The maze is a rectangle of n*m, and Celica is at (x1, y1) at the beginning while he needs to go to (x2, y2). And Celica has a Mobility of l. When he moves a step the movility will decreased by 1. If his mobility equals to 0, he can't move anymore in this turn. And no matter how much mobility Celica uses in one turn, his movility will become l again in the next turn. And a step means move from one lattice to another lattice that has an adjacent edge.

However, due to the world's rule and the power of magic, there is something called Dominance in the maze. Some lattices may be dominated by some monsters and if Celica goes into these lattices, his mobility will be reduced to 0 at once by the monster's magic power. And monsters have strong "Domain awareness" so one lattice won't be dominated by more than one monster.

But luckily, Celica gets a strong power from his God so that he can kill this monsters easily. If Celica goes into a lattice which a monster stands on, he can kill the monster without anytime. If a monsters is killed, the lattices it dominates will no longer be dominated by anyone(or we can say they are dominated by Celica) and these lattices will obey the rule of mobility that normal lattices obey.

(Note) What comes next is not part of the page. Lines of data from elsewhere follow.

//! `daos/<table>_dao.rs`: a typed DAO per table with a primary key.

use daogen_codegen::{
    Cardinality, Classification, CodeFragment, Diagnostic, DiagnosticSink, GeneratedAccessor,
    plan_accessors,
};

use super::{ColumnPlan, EmitContext, TablePlan, enums_in, mentions_json};
use crate::ast::{Field, Fn, Impl, Param, Struct};
use crate::rust_file::{RustFile, Use};

/// Render the DAO file, or `None` when the table cannot be persisted.
pub(crate) fn dao_file(
    ctx: &EmitContext<'_>,
    plan: &TablePlan<'_>,
    sink: &mut DiagnosticSink,
) -> Option<String> {
    if !plan.persistable {
        return None;
    }
    let entity = plan.type_name.as_str();
    let id = plan.id_name();
    let accessors = usable_accessors(ctx, plan, sink);

    let lookup_columns: Vec<&ColumnPlan<'_>> = accessors
        .iter()
        .filter_map(|a| plan.column(&a.column.name))
        .collect();

    let mut runtime = vec!["Dao", "DaoResult", "QueryExecutor"];
    if !accessors.is_empty() {
        runtime.insert(0, "Condition");
    }
    let mut uses = vec![ctx.runtime_use(&runtime)];
    if mentions_json(lookup_columns.iter().map(|c| c.ty.as_str())) {
        uses.insert(0, Use::new(ctx.runtime()).symbol("json"));
    }
    let enums = enums_in(lookup_columns.iter().copied());
    if !enums.is_empty() {
        uses.push(Use::new("super::super::enums").symbols(enums));
    }
    uses.push(
        Use::new(format!("super::super::tables::{}", plan.module)).symbols([entity, id.as_str()]),
    );

    let dao = Struct::new(plan.dao_name())
        .doc(format!(
            "Data access for the `{}` table.\n\nEvery call runs one statement on its own connection.",
            plan.table.name
        ))
        .generics("X")
        .field(Field::new("dao", format!("Dao<{}, X>", entity)).private());

    let mut block = Impl::new(format!("{}<X>", plan.dao_name()))
        .generics("X: QueryExecutor")
        .method(
            Fn::new("new")
                .param(Param::new("executor", "X"))
                .returns("Self")
                .body_node(CodeFragment::braced(
                    "Self {",
                    vec![CodeFragment::line("dao: Dao::new(executor),")],
                )),
        )
        .methods(crud_methods(entity, &id));

    for accessor in &accessors {
        if let Some(column) = plan.column(&accessor.column.name) {
            block = block.method(accessor_method(entity, accessor, column));
        }
    }

    Some(
        RustFile::new()
            .doc(format!("DAO for the `{}` table.", plan.table.name))
            .use_stmts(uses)
            .add(dao)
            .add(block)
            .render(),
    )
}

/// Planned accessors whose column type can be bound as a statement parameter.
fn usable_accessors<'a>(
    ctx: &EmitContext<'_>,
    plan: &TablePlan<'a>,
    sink: &mut DiagnosticSink,
) -> Vec<GeneratedAccessor<'a>> {
    plan_accessors(plan.table, ctx.naming)
        .into_iter()
        .filter(|accessor| {
            let bindable = plan
                .column(&accessor.column.name)
                .is_some_and(|c| matches!(c.classification, Classification::Classified(_)));
            if !bindable {
                sink.push(
                    Diagnostic::info(
                        "dao",
                        format!(
                            "Column {} of table {} has no SQL mapping, skipping {}",
                            accessor.column.name, plan.table.name, accessor.method_name
                        ),
                    )
                    .table(&plan.table.name)
                    .column(&accessor.column.name),
                );
            }
            bindable
        })
        .collect()
}

fn crud_methods(entity: &str, id: &str) -> Vec<Fn> {
    let ids = format!("Vec<{}>", id);
    let one = format!("DaoResult<Option<{}>>", entity);
    let many = format!("DaoResult<Vec<{}>>", entity);
    let entity_ref = format!("&{}", entity);

    vec![
        Fn::new("find_by_id")
            .async_()
            .param(Param::receiver("&self"))
            .param(Param::new("id", id))
            .returns(&one)
            .body_line("self.dao.find_by_id(id).await"),
        Fn::new("find_many_by_ids")
            .async_()
            .param(Param::receiver("&self"))
            .param(Param::new("ids", ids))
            .returns(&many)
            .body_line("self.dao.find_many_by_ids(ids).await"),
        Fn::new("find_all")
            .async_()
            .param(Param::receiver("&self"))
            .returns(&many)
            .body_line("self.dao.find_all().await"),
        Fn::new("exists_by_id")
            .async_()
            .param(Param::receiver("&self"))
            .param(Param::new("id", id))
            .returns("DaoResult<bool>")
            .body_line("self.dao.exists_by_id(id).await"),
        Fn::new("count")
            .async_()
            .param(Param::receiver("&self"))
            .returns("DaoResult<u64>")
            .body_line("self.dao.count().await"),
        Fn::new("insert")
            .async_()
            .param(Param::receiver("&self"))
            .param(Param::new("entity", &entity_ref))
            .returns("DaoResult<u64>")
            .body_line("self.dao.insert(entity).await"),
        Fn::new("insert_returning_id")
            .async_()
            .param(Param::receiver("&self"))
            .param(Param::new("entity", &entity_ref))
            .returns(format!("DaoResult<{}>", id))
            .body_line("self.dao.insert_returning_id(entity).await"),
        Fn::new("insert_many")
            .async_()
            .param(Param::receiver("&self"))
            .param(Param::new("entities", format!("&[{}]", entity)))
            .returns("DaoResult<u64>")
            .body_line("self.dao.insert_many(entities).await"),
        Fn::new("update")
            .async_()
            .param(Param::receiver("&self"))
            .param(Param::new("entity", &entity_ref))
            .returns("DaoResult<u64>")
            .body_line("self.dao.update(entity).await"),
        Fn::new("delete_by_id")
            .async_()
            .param(Param::receiver("&self"))
            .param(Param::new("id", id))
            .returns("DaoResult<u64>")
            .body_line("self.dao.delete_by_id(id).await"),
        Fn::new("delete_by_ids")
            .async_()
            .param(Param::receiver("&self"))
            .param(Param::new("ids", format!("Vec<{}>", id)))
            .returns("DaoResult<u64>")
            .body_line("self.dao.delete_by_ids(ids).await"),
    ]
}

fn accessor_method(entity: &str, accessor: &GeneratedAccessor<'_>, column: &ColumnPlan<'_>) -> Fn {
    let name = column.column_literal();
    let method = Fn::new(&accessor.method_name)
        .async_()
        .param(Param::receiver("&self"));

    match accessor.cardinality {
        Cardinality::One => method
            .doc(format!(
                "The row whose `{}` equals `value`; more than one match is an error.",
                column.column.name
            ))
            .param(Param::new(accessor.param_name(), &column.ty))
            .returns(format!("DaoResult<Option<{}>>", entity))
            .body_line(format!(
                "self.dao.find_one_by(Condition::eq({}, value)).await",
                name
            )),
        Cardinality::Many => method
            .doc(format!(
                "Rows whose `{}` is one of `values`; empty `values` match nothing.",
                column.column.name
            ))
            .param(Param::new(accessor.param_name(), format!("Vec<{}>", column.ty)))
            .returns(format!("DaoResult<Vec<{}>>", entity))
            .body_line(format!(
                "self.dao.find_many_by(Condition::is_in({}, values)).await",
                name
            )),
    }
}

As for the task is so important that Celica wants to uses the least turn to go to (x2, y2). Please find out the answer.


PS1: It doesn't matter if Celica doesn't kill all the monsters in the maze because he can do it after the task and a monster may appear at a lattice that is not dominated by it, even a lattice that is not dominated by any monsters.

PS2: We define (1,1) as the top left corner. And monsters won't move.

PS3: No matter which lattice Celia gets in, the change of mobility happens first.

PS4: We promise that there is no two monsters have same position and no monster will appear at the start point of Celica.

Input


The first contains three integers, n, m, l.(1≤n, m≤50, 1≤l≤10)

Then there follows n lines and each line contains m integers. The j-th integer p in the line i describe the lattice in the i line and j row. If p euqals to -1, it means you can't get into it. If p euqals to 0, it means the lattice is not dominated by any monster. If p is larger than 0, it means it is dominated by the p-th monster.

And then in the n+2 line, there is an integer k(0≤k≤5) which means the number of monster.

Then there follows k lines. The i-th line has two integers mean the position of the i-th monster.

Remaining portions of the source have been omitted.